The antitumor activity of the new triphenylethylene drug toremifene has been studied in advanced breast cancer of postmenopausal women as first line treatment at dose levels of 20, 60, and 240 mg, and as second line or later treatment at high dose levels of 200-240 mg. The response rates (complete + partial response) have been 21% with 20 mg (14 patients), 52% with 60 mg (93 patients in three separate trials), and 68% with 240 mg (38 patients) as first line treatment. After failure on previous therapy (hormonal or chemotherapy) the response rates have been about 10% with 200 mg of toremifene (71 patients in two different trials).
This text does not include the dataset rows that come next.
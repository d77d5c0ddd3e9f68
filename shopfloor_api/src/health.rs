//! Liveness and readiness probes.
//!
//! `/health/live` answers 200 as long as the process runs; `/health/ready`
//! requires the OPC UA sink to have started and a short startup grace period
//! to have passed. `/health` aliases readiness for container healthchecks.

use crate::types::HealthStatus;
use crate::AppState;
use axum::extract::State;
use axum::http::StatusCode;
use axum::response::{IntoResponse, Json};
use chrono::Utc;
use std::collections::BTreeMap;
use std::sync::atomic::{AtomicBool, Ordering};
use std::time::{Duration, Instant};

const STARTUP_GRACE: Duration = Duration::from_secs(5);

/// Shared readiness flags, written by the driver, read by the probes.
pub struct HealthState {
    opcua_ready: AtomicBool,
    driver_started: AtomicBool,
    started_at: Instant,
}

impl HealthState {
    pub fn new() -> Self {
        Self {
            opcua_ready: AtomicBool::new(false),
            driver_started: AtomicBool::new(false),
            started_at: Instant::now(),
        }
    }

    pub fn set_opcua_ready(&self, ready: bool) {
        self.opcua_ready.store(ready, Ordering::Relaxed);
    }

    pub fn set_driver_started(&self, started: bool) {
        self.driver_started.store(started, Ordering::Relaxed);
    }

    pub fn is_ready(&self) -> bool {
        self.opcua_ready.load(Ordering::Relaxed)
            && self.driver_started.load(Ordering::Relaxed)
            && self.started_at.elapsed() > STARTUP_GRACE
    }

    fn checks(&self) -> BTreeMap<String, String> {
        let mut checks = BTreeMap::new();
        checks.insert(
            "opcua_server".to_string(),
            if self.opcua_ready.load(Ordering::Relaxed) {
                "healthy".to_string()
            } else {
                "not_ready".to_string()
            },
        );
        checks.insert(
            "driver".to_string(),
            if self.driver_started.load(Ordering::Relaxed) {
                "started".to_string()
            } else {
                "not_started".to_string()
            },
        );
        checks.insert(
            "startup".to_string(),
            if self.started_at.elapsed() > STARTUP_GRACE {
                "complete".to_string()
            } else {
                "in_progress".to_string()
            },
        );
        checks
    }
}

impl Default for HealthState {
    fn default() -> Self {
        Self::new()
    }
}

pub async fn handle_live() -> impl IntoResponse {
    Json(HealthStatus {
        status: "alive".to_string(),
        timestamp: Utc::now().to_rfc3339(),
        checks: None,
    })
}

pub async fn handle_ready(State(state): State<AppState>) -> impl IntoResponse {
    let ready = state.health.is_ready();
    let status = HealthStatus {
        status: if ready { "ready" } else { "not_ready" }.to_string(),
        timestamp: Utc::now().to_rfc3339(),
        checks: Some(state.health.checks()),
    };
    let code = if ready {
        StatusCode::OK
    } else {
        StatusCode::SERVICE_UNAVAILABLE
    };
    (code, Json(status))
}

#[cfg(test)]
mod tests {
    use super::*;

    #[test]
    fn test_not_ready_until_all_flags() {
        let health = HealthState::new();
        assert!(!health.is_ready());
        health.set_opcua_ready(true);
        assert!(!health.is_ready());
        health.set_driver_started(true);
        // Startup grace still pending right after construction.
        assert!(!health.is_ready());
        let checks = health.checks();
        assert_eq!(checks["opcua_server"], "healthy");
        assert_eq!(checks["driver"], "started");
        assert_eq!(checks["startup"], "in_progress");
    }
}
In patients whose disease had previously responded to tamoxifen with at least stabilization, the response rate with toremifene has been 23%; but among unselected patients, including patients progressing during adjuvant tamoxifen, the response rate (CR + PR) with toremifene in tamoxifen failures has been 3%. If long lasting (more than 5 months) stabilization of the disease is also considered, a further 20% of previously treated patients have benefitted from toremifene. The treatment has been well tolerated at all dose levels. The most reported side effects have been hot flushes (8-19%) and nausea (8%). 0-6% of patients in different trials have interrupted the treatment because of side effects.